When Pittsburgh gathers for the Carnegie Science Center 2005 Awards For Excellence on April 27, guests will hear from keynote speaker Mike Fincke—native son, International Space Station alumni, and eternal dreamer.




Last year, Mike Fincke fulfilled his life’s dream of traveling to space. For six months, the Air Force Lieutenant, aeronautical engineer, and planetary scientist lived and worked with Russian Cosmonaut Gennady Padalka, serving as scientific head of the mission despite the fact that he’d never been to space before. Fincke says he was scheduled for a flight on the Space Shuttle first, but it was canceled after the Columbia tragedy. “It was unusual for me as a rookie to have the chance to go to the Space Station on my first mission.”

The rookie got his big break, and he’s savored every second of it. In fact, the one thing that surprised even Mike Fincke about his six months in space was how much he really loved it. “I wondered before I went if I’d really enjoy it, especially for six months,” Fincke recalls. “But I absolutely loved it! Just the wonder of looking at our planet from space…I never got tired of it.” And he has the photos to prove it—21,000 in all.

Fincke began dreaming about space travel when he was 3 years old and “started seeing human beings walking on the moon.” He watched every Apollo mission on television—and, he says proudly, he had the advantage of living in Pittsburgh, where a young kid’s astronomical dreams could be well nurtured.

“My parents fostered my interests by taking me to Buhl Planetarium,” Fincke says. “We’d go there all the time…and then we started going to the Natural History Museum, too.”
Fincke made a point of establishing ties with Carnegie Science Center, home of the new Henry Buhl, Jr., Planetarium, after it opened in 1991. “I was really impressed,” he says of his first visit in 1996. A few years later, on a family visit to Pittsburgh, he called the Science Center and got a private tour. “I started a really good relationship with the Science Center then, which I value.” Last year, Fincke chose the Science Center as his one live downlink site from space. More than 900 students gathered at the Science Center to participate.

“A big part of our mission here at the Science Center is to motivate kids to be lifetime learners and explorers,” says Jo Haas, the Henry Buhl, Jr., Director of Carnegie Science Center. “I can’t think of anything more motivating than to interact with a man who has done exactly that—lived out his dreams through the exploration of science and, ultimately, space. The downlink was really a special event.

“Mike has become such a good friend to Carnegie Science Center,” Haas adds. “We’re looking forward to welcoming him back—this time, on the ground and not via satellite—to speak at the 2005 Awards for Excellence.”

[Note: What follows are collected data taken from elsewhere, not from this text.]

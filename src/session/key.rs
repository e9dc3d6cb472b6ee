//! The session key: an ephemeral secp256k1 keypair plus the long-lived
//! credential's authorization of it.
//!
//! The secret never leaves this type except as a sealed record for the
//! session store.

use std::fmt;

use k256::ecdsa::signature::hazmat::PrehashSigner;
use k256::ecdsa::SigningKey;
use rand::rngs::OsRng;
use sha2::{Digest, Sha256};
use zeroize::Zeroizing;

use super::info::{SessionCredential, SessionInfo, Timestamp};
use crate::credential::StandardCredential;
use crate::error::AuthError;
use crate::identity::KeyHash;

/// A fresh ephemeral secret.
pub fn generate_secret() -> SigningKey {
    SigningKey::random(&mut OsRng)
}

/// Compressed SEC1 public key of `secret`.
pub fn compressed_public_key(secret: &SigningKey) -> Result<[u8; 33], AuthError> {
    secret
        .verifying_key()
        .to_encoded_point(true)
        .as_bytes()
        .try_into()
        .map_err(|_| AuthError::InvalidKeyMaterial("session public key is not 33 bytes".into()))
}

#[derive(Clone)]
pub struct SessionKey {
    secret: SigningKey,
    info: SessionInfo,
    authorization: StandardCredential,
}

impl SessionKey {
    /// Bind `secret` to the authorization of `info`.
    pub fn new(secret: SigningKey, info: SessionInfo, authorization: StandardCredential) -> Result<Self, AuthError> {
        if compressed_public_key(&secret)? != info.session_key {
            return Err(AuthError::InvalidKeyMaterial(
                "authorized session key does not match the local secret".into(),
            ));
        }
        Ok(Self {
            secret,
            info,
            authorization,
        })
    }

    pub(crate) fn from_secret_bytes(
        secret: &[u8],
        info: SessionInfo,
        authorization: StandardCredential,
    ) -> Result<Self, AuthError> {
        let secret = SigningKey::from_slice(secret)
            .map_err(|e| AuthError::InvalidKeyMaterial(format!("session secret: {}", e)))?;
        Self::new(secret, info, authorization)
    }

    pub(crate) fn secret_bytes(&self) -> Zeroizing<Vec<u8>> {
        Zeroizing::new(self.secret.to_bytes().to_vec())
    }

    pub fn info(&self) -> &SessionInfo {
        &self.info
    }

    pub fn public_key(&self) -> &[u8; 33] {
        &self.info.session_key
    }

    pub fn expire_at(&self) -> Timestamp {
        self.info.expire_at
    }

    pub fn key_hash(&self) -> &KeyHash {
        &self.authorization.key_hash
    }

    pub fn authorization(&self) -> &StandardCredential {
        &self.authorization
    }

    /// Expired once `now` reaches `expire_at`.
    pub fn is_expired(&self, now: Timestamp) -> bool {
        now >= self.info.expire_at
    }

    /// secp256k1 `r ‖ s` (low-S) over SHA-256 of `sign_bytes`.
    pub fn sign(&self, sign_bytes: &[u8]) -> Result<[u8; 64], AuthError> {
        let signature: k256::ecdsa::Signature = self
            .secret
            .sign_prehash(&Sha256::digest(sign_bytes))
            .map_err(|e| AuthError::Unknown(format!("session signing failed: {}", e)))?;
        let signature = signature.normalize_s().unwrap_or(signature);
        let mut out = [0u8; 64];
        out.copy_from_slice(&signature.to_bytes());
        Ok(out)
    }

    /// The credential to attach to a transaction with these sign bytes.
    pub fn sign_credential(&self, sign_bytes: &[u8]) -> Result<SessionCredential, AuthError> {
        Ok(SessionCredential {
            session_info: self.info.clone(),
            session_signature: self.sign(sign_bytes)?,
            authorization: self.authorization.clone(),
        })
    }
}

impl fmt::Debug for SessionKey {
    fn fmt(&self, f: &mut fmt::Formatter<'_>) -> fmt::Result {
        f.debug_struct("SessionKey")
            .field("key_hash", &self.authorization.key_hash)
            .field("expire_at", &self.info.expire_at)
            .finish_non_exhaustive()
    }
}

#[cfg(test)]
mod tests {
    use super::*;
    use crate::credential::verify::verify_secp256k1;
    use crate::credential::Signature;

    fn authorization() -> StandardCredential {
        StandardCredential {
            key_hash: KeyHash::from_array([7u8; 32]),
            signature: Signature::Secp256k1([0u8; 64]),
        }
    }

    fn session(expire_at: u64) -> SessionKey {
        let secret = generate_secret();
        let info = SessionInfo {
            session_key: compressed_public_key(&secret).unwrap(),
            expire_at: Timestamp::from_millis(expire_at),
        };
        SessionKey::new(secret, info, authorization()).unwrap()
    }

    #[test]
    fn test_signatures_verify_against_session_key() {
        let session = session(10_000);
        let sig = session.sign(b"tx sign doc").unwrap();
        verify_secp256k1(session.public_key(), &sig, b"tx sign doc").unwrap();

        let credential = session.sign_credential(b"tx sign doc").unwrap();
        assert_eq!(credential.session_info, *session.info());
        assert_eq!(credential.authorization, authorization());
    }

    #[test]
    fn test_expiry_boundary() {
        let session = session(10_000);
        assert!(!session.is_expired(Timestamp::from_millis(9_999)));
        assert!(session.is_expired(Timestamp::from_millis(10_000)));
    }

    #[test]
    fn test_mismatched_secret_rejected() {
        let info = SessionInfo {
            session_key: compressed_public_key(&generate_secret()).unwrap(),
            expire_at: Timestamp::from_millis(1),
        };
        let err = SessionKey::new(generate_secret(), info, authorization()).unwrap_err();
        assert!(matches!(err, AuthError::InvalidKeyMaterial(_)));
    }

    #[test]
    fn test_secret_bytes_round_trip() {
        let original = session(5);
        let restored = SessionKey::from_secret_bytes(
            &original.secret_bytes(),
            original.info().clone(),
            original.authorization().clone(),
        )
        .unwrap();
        assert_eq!(restored.public_key(), original.public_key());
    }

    #[test]
    fn test_debug_hides_secret() {
        let rendered = format!("{:?}", session(5));
        assert!(rendered.contains("key_hash"));
        assert!(!rendered.contains("secret"));
    }
}
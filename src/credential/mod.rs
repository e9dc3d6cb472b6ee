//! Credentials that authorize accounts and sessions
//!
//! A credential is either a platform key (a passkey held by the device's
//! authenticator) or an external key (an account in an external wallet).
//! Both sit behind [`CredentialProvider`], so the session and pairing layers
//! never branch on which kind they hold.
//!
//! - `passkey`: `PasskeyProvider` over a `PlatformAuthenticator`
//! - `wallet`: `ExternalWalletProvider` over an `ExternalSigner`
//! - `software`: in-process authenticator and wallet (tests, demos)
//! - `verify`: signature verification as the ledger performs it

pub mod passkey;
pub mod software;
pub mod verify;
pub mod wallet;

pub use passkey::{PasskeyProvider, PlatformAuthenticator, PlatformError};
pub use software::{SoftwareAuthenticator, SoftwareWallet};
pub use wallet::{ExternalSigner, ExternalWalletProvider, WalletError};

use std::sync::RwLock;

use async_trait::async_trait;
use serde::{Deserialize, Serialize};

use crate::error::AuthError;
use crate::identity::{key_hash, Key, KeyHash};

#[derive(Clone, Copy, Debug, PartialEq, Eq, Hash, Serialize, Deserialize)]
#[serde(rename_all = "snake_case")]
pub enum CredentialKind {
    PlatformKey,
    ExternalKey,
}

/// A credential as known to this device.
#[derive(Clone, Debug, PartialEq, Eq, Serialize, Deserialize)]
pub struct Credential {
    pub kind: CredentialKind,
    pub public_key: Key,
    /// Credential id for platform keys, the account address for external keys.
    #[serde(with = "crate::encoding::base64_bytes")]
    pub identifier: Vec<u8>,
}

impl Credential {
    pub fn key_hash(&self) -> Result<KeyHash, AuthError> {
        key_hash::hash(self.public_key.algo(), &self.identifier)
    }
}

/// A WebAuthn assertion over the ledger's sign bytes.
#[derive(Clone, Debug, PartialEq, Eq, Serialize, Deserialize)]
pub struct PasskeySignature {
    #[serde(with = "crate::encoding::base64_bytes")]
    pub authenticator_data: Vec<u8>,
    #[serde(with = "crate::encoding::base64_bytes")]
    pub client_data: Vec<u8>,
    /// P-256 `r ‖ s`.
    #[serde(with = "crate::encoding::base64_array")]
    pub sig: [u8; 64],
}

#[derive(Clone, Debug, PartialEq, Eq, Serialize, Deserialize)]
#[serde(rename_all = "snake_case")]
pub enum Signature {
    Passkey(PasskeySignature),
    /// secp256k1 `r ‖ s` over SHA-256 of the sign bytes.
    Secp256k1(#[serde(with = "crate::encoding::base64_array")] [u8; 64]),
    /// Personal-sign `r ‖ s ‖ v` over SHA-256 of the sign bytes.
    Eip191(#[serde(with = "crate::encoding::base64_array")] [u8; 65]),
}

/// A key hash plus a signature by the key behind it.
#[derive(Clone, Debug, PartialEq, Eq, Serialize, Deserialize)]
pub struct StandardCredential {
    pub key_hash: KeyHash,
    pub signature: Signature,
}

/// Creates a credential and signs with it.
#[async_trait]
pub trait CredentialProvider: Send + Sync {
    /// Which kind of credential this provider holds.
    fn kind(&self) -> CredentialKind;

    /// Create (or connect) the credential, proving control over `challenge`.
    ///
    /// `account_hint` is the name shown by the platform prompt.
    async fn create_credential(&self, challenge: &[u8], account_hint: &str) -> Result<Credential, AuthError>;

    /// Sign `sign_bytes`, choosing the challenge format for this kind.
    async fn sign(&self, sign_bytes: &[u8]) -> Result<StandardCredential, AuthError>;

    /// The credential, once created or restored.
    fn credential(&self) -> Option<Credential>;

    fn public_key(&self) -> Option<Key> {
        self.credential().map(|c| c.public_key)
    }

    fn key_hash(&self) -> Option<KeyHash> {
        self.credential().and_then(|c| c.key_hash().ok())
    }
}

/// The credential a provider holds and its cached key hash.
#[derive(Default)]
pub(crate) struct CredentialCache(RwLock<Option<(Credential, KeyHash)>>);

impl CredentialCache {
    pub(crate) fn get(&self) -> Option<(Credential, KeyHash)> {
        self.0.read().ok().and_then(|slot| slot.clone())
    }

    pub(crate) fn set(&self, credential: Credential) -> Result<KeyHash, AuthError> {
        let key_hash = credential.key_hash()?;
        let mut slot = self
            .0
            .write()
            .map_err(|_| AuthError::Unknown("credential cache lock poisoned".into()))?;
        *slot = Some((credential, key_hash));
        Ok(key_hash)
    }

    pub(crate) fn clear(&self) {
        if let Ok(mut slot) = self.0.write() {
            *slot = None;
        }
    }

    /// The cached credential, or `CredentialRevoked` when there is none.
    pub(crate) fn require(&self) -> Result<(Credential, KeyHash), AuthError> {
        self.get()
            .ok_or_else(|| AuthError::CredentialRevoked("no credential on this device".into()))
    }
}

#[cfg(test)]
mod tests {
    use super::*;

    #[test]
    fn test_credential_key_hash_uses_identifier() {
        let mut point = [0x11u8; 33];
        point[0] = 0x02;
        let credential = Credential {
            kind: CredentialKind::PlatformKey,
            public_key: Key::Secp256r1(point),
            identifier: vec![0xc1; 16],
        };
        assert_eq!(
            credential.key_hash().unwrap().to_string(),
            "D2705A75F28AD41FECD5F7619EEF79276E4266644563262B336024350C1E059C"
        );
    }

    #[test]
    fn test_signature_json_shape() {
        let sig = Signature::Secp256k1([0u8; 64]);
        let json = serde_json::to_value(&sig).unwrap();
        assert!(json.get("secp256k1").unwrap().is_string());

        let eip = Signature::Eip191([7u8; 65]);
        let back: Signature = serde_json::from_str(&serde_json::to_string(&eip).unwrap()).unwrap();
        assert_eq!(back, eip);
    }

    #[test]
    fn test_cache_require_without_credential() {
        let cache = CredentialCache::default();
        let err = cache.require().unwrap_err();
        assert!(matches!(err, AuthError::CredentialRevoked(_)));
    }
}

Mike Fincke agrees that his life story is pretty inspiring. “That a guy from a blue-collar background like me could dream of going to space and then grow up and actually do it is an amazing thing,” he says

Now that his life’s dream is fulfilled, what’s a 37-year-old dreamer to do? “I’d love to go back and walk on the moon someday, or be part of a mission to Mars,” Fincke says. In the meantime, he’s content “changing diapers, trying my best to be a good husband and a good father…and doing what I can to support my country and the space program, which I love to do.”

As he spreads the word about the space program, just don’t expect him to talk about what it’s like having the “right stuff” to be a scientist in space. “Everyone has a dream and certain skills,” he says. “What’s neat is that our country has the prosperity that allows us to pursue our passions. That’s what I did. But I still can’t play the piano worth a dime.”